** Provided data follows **
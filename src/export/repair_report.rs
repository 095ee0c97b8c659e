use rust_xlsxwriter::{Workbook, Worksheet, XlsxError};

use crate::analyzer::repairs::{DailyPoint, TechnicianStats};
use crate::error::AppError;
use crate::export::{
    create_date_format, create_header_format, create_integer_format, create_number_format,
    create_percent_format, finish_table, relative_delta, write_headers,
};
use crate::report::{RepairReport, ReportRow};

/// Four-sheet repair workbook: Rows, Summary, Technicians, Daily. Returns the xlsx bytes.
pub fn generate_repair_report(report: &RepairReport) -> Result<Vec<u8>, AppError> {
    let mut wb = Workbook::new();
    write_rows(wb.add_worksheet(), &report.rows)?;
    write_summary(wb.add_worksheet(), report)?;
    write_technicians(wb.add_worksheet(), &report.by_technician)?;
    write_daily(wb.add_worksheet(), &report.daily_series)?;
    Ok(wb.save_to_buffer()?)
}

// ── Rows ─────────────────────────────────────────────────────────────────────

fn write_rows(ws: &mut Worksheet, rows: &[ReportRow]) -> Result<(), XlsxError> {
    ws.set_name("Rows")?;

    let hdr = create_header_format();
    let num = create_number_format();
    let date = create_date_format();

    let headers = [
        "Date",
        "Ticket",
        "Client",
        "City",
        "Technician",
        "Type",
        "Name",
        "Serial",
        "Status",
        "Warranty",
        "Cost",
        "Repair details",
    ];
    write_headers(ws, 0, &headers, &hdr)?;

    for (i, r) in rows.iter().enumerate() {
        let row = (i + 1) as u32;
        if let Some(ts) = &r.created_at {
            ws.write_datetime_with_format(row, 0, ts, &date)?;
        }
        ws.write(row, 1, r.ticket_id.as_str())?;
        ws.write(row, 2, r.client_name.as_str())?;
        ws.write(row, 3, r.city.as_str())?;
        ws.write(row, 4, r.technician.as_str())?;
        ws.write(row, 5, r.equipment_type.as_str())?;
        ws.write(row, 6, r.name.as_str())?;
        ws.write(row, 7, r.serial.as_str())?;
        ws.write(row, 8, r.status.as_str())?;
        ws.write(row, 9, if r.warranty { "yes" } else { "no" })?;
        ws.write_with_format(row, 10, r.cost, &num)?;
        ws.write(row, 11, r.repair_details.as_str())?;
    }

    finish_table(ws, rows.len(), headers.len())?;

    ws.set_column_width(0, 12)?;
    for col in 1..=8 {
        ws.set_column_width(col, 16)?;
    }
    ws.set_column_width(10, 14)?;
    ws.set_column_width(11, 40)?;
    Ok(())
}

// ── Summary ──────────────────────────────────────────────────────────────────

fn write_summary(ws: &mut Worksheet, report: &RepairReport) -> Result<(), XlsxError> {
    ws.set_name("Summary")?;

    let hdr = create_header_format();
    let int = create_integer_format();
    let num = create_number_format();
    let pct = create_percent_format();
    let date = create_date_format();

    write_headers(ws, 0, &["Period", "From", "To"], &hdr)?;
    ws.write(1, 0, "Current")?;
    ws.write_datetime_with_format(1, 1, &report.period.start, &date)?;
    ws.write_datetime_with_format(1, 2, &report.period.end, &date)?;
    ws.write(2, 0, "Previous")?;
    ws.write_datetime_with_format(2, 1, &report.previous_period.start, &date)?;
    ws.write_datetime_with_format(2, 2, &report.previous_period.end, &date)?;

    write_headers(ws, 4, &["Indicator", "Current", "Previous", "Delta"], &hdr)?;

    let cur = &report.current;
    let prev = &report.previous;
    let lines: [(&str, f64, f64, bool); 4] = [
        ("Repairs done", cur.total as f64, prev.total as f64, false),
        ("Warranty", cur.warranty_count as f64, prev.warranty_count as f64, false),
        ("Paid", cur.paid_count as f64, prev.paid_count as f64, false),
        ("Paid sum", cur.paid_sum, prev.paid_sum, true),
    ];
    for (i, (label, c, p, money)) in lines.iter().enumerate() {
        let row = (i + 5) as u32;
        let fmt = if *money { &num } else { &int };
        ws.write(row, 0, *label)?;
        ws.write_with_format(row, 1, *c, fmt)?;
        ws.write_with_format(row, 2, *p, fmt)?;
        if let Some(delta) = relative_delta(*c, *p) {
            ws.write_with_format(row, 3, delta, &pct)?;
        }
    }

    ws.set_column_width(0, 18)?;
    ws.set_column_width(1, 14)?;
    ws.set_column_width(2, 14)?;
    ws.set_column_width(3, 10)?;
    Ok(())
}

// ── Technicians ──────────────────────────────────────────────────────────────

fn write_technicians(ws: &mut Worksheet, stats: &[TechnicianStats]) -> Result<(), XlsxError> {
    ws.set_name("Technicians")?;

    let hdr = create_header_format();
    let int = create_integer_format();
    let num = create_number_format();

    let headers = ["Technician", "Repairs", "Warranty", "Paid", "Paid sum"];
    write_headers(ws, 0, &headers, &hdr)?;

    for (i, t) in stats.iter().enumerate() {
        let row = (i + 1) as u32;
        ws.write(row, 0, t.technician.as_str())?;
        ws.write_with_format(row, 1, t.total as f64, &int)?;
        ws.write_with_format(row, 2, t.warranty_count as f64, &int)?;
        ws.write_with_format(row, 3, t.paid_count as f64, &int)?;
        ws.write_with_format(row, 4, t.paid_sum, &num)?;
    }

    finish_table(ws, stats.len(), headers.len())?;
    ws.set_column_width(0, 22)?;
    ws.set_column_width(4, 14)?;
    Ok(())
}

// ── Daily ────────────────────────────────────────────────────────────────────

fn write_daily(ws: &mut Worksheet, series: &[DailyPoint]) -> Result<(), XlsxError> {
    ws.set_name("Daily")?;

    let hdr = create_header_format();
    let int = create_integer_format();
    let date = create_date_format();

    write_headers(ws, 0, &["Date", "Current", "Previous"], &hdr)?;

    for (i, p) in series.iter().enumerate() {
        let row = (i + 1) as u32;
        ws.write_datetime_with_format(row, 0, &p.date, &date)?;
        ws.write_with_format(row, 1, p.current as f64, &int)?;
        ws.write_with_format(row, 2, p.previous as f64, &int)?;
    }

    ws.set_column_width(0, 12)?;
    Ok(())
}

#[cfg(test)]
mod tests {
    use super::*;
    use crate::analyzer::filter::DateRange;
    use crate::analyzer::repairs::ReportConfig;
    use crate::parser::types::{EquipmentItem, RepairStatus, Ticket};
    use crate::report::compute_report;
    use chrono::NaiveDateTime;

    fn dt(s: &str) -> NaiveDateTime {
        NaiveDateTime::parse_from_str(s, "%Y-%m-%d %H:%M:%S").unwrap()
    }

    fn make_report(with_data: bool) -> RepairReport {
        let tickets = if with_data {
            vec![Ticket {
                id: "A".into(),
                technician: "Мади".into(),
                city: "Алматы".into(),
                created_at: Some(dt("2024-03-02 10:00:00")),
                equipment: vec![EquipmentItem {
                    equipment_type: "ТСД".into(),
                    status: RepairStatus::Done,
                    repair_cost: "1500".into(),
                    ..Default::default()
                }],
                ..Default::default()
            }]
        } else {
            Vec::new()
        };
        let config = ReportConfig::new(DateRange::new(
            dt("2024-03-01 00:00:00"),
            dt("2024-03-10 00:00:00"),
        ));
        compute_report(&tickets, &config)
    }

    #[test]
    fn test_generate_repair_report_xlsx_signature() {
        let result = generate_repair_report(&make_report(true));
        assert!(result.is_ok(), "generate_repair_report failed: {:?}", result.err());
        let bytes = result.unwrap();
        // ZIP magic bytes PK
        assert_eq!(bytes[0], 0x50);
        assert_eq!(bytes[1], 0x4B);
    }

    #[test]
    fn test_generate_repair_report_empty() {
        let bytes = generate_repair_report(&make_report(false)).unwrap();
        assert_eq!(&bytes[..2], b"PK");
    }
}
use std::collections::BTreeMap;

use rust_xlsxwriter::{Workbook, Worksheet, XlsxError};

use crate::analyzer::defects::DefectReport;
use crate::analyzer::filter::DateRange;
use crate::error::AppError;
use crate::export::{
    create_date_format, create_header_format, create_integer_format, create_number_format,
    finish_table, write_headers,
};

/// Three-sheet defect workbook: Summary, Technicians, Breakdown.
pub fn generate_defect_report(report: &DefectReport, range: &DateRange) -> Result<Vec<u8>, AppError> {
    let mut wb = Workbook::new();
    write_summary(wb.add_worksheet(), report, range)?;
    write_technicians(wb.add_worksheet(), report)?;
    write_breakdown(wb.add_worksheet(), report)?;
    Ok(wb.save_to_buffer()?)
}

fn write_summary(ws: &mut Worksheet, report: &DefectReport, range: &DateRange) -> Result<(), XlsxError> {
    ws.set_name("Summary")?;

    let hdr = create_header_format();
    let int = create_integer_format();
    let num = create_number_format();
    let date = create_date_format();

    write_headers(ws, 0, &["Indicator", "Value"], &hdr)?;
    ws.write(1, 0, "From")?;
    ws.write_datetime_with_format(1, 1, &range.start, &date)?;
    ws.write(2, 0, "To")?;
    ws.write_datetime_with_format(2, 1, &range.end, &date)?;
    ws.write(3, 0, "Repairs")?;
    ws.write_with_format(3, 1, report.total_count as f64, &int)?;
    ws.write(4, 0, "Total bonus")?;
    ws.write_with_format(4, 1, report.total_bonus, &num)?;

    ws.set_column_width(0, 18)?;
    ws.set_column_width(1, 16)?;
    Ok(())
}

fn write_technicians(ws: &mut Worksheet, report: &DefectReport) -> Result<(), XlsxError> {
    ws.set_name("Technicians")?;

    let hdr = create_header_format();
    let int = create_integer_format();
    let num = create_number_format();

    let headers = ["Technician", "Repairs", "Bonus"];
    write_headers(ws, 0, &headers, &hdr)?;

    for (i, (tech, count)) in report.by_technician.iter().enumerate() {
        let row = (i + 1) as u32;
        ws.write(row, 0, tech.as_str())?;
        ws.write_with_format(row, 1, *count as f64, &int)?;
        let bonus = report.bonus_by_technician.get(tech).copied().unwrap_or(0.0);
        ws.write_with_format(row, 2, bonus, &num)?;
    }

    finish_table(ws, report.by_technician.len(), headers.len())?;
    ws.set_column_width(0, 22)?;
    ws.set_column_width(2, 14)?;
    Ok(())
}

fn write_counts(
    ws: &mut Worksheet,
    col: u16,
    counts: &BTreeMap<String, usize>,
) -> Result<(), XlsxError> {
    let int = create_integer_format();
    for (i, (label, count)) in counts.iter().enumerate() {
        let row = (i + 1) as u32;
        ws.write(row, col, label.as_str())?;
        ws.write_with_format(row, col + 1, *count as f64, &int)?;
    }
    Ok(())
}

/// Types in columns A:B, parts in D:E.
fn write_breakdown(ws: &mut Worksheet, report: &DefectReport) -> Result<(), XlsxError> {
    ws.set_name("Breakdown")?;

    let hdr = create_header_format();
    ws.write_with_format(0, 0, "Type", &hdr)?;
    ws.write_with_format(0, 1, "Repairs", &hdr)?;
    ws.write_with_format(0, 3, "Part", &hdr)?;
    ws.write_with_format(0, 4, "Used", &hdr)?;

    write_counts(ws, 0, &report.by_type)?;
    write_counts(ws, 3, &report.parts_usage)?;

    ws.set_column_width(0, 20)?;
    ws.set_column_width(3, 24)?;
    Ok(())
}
** End of Provided data **
Task item ->
Show the lines where the word "crate" appears in the entries.

Problem solution ->
use crate::analyzer::repairs::{DailyPoint, TechnicianStats};
use crate::error::AppError;
use crate::export::{
use crate::report::{RepairReport, ReportRow};
    use crate::analyzer::filter::DateRange;
    use crate::analyzer::repairs::ReportConfig;
    use crate::parser::types::{EquipmentItem, RepairStatus, Ticket};
    use crate::report::compute_report;
use crate::analyzer::defects::DefectReport;
use crate::analyzer::filter::DateRange;
use crate::error::AppError;
use crate::export::{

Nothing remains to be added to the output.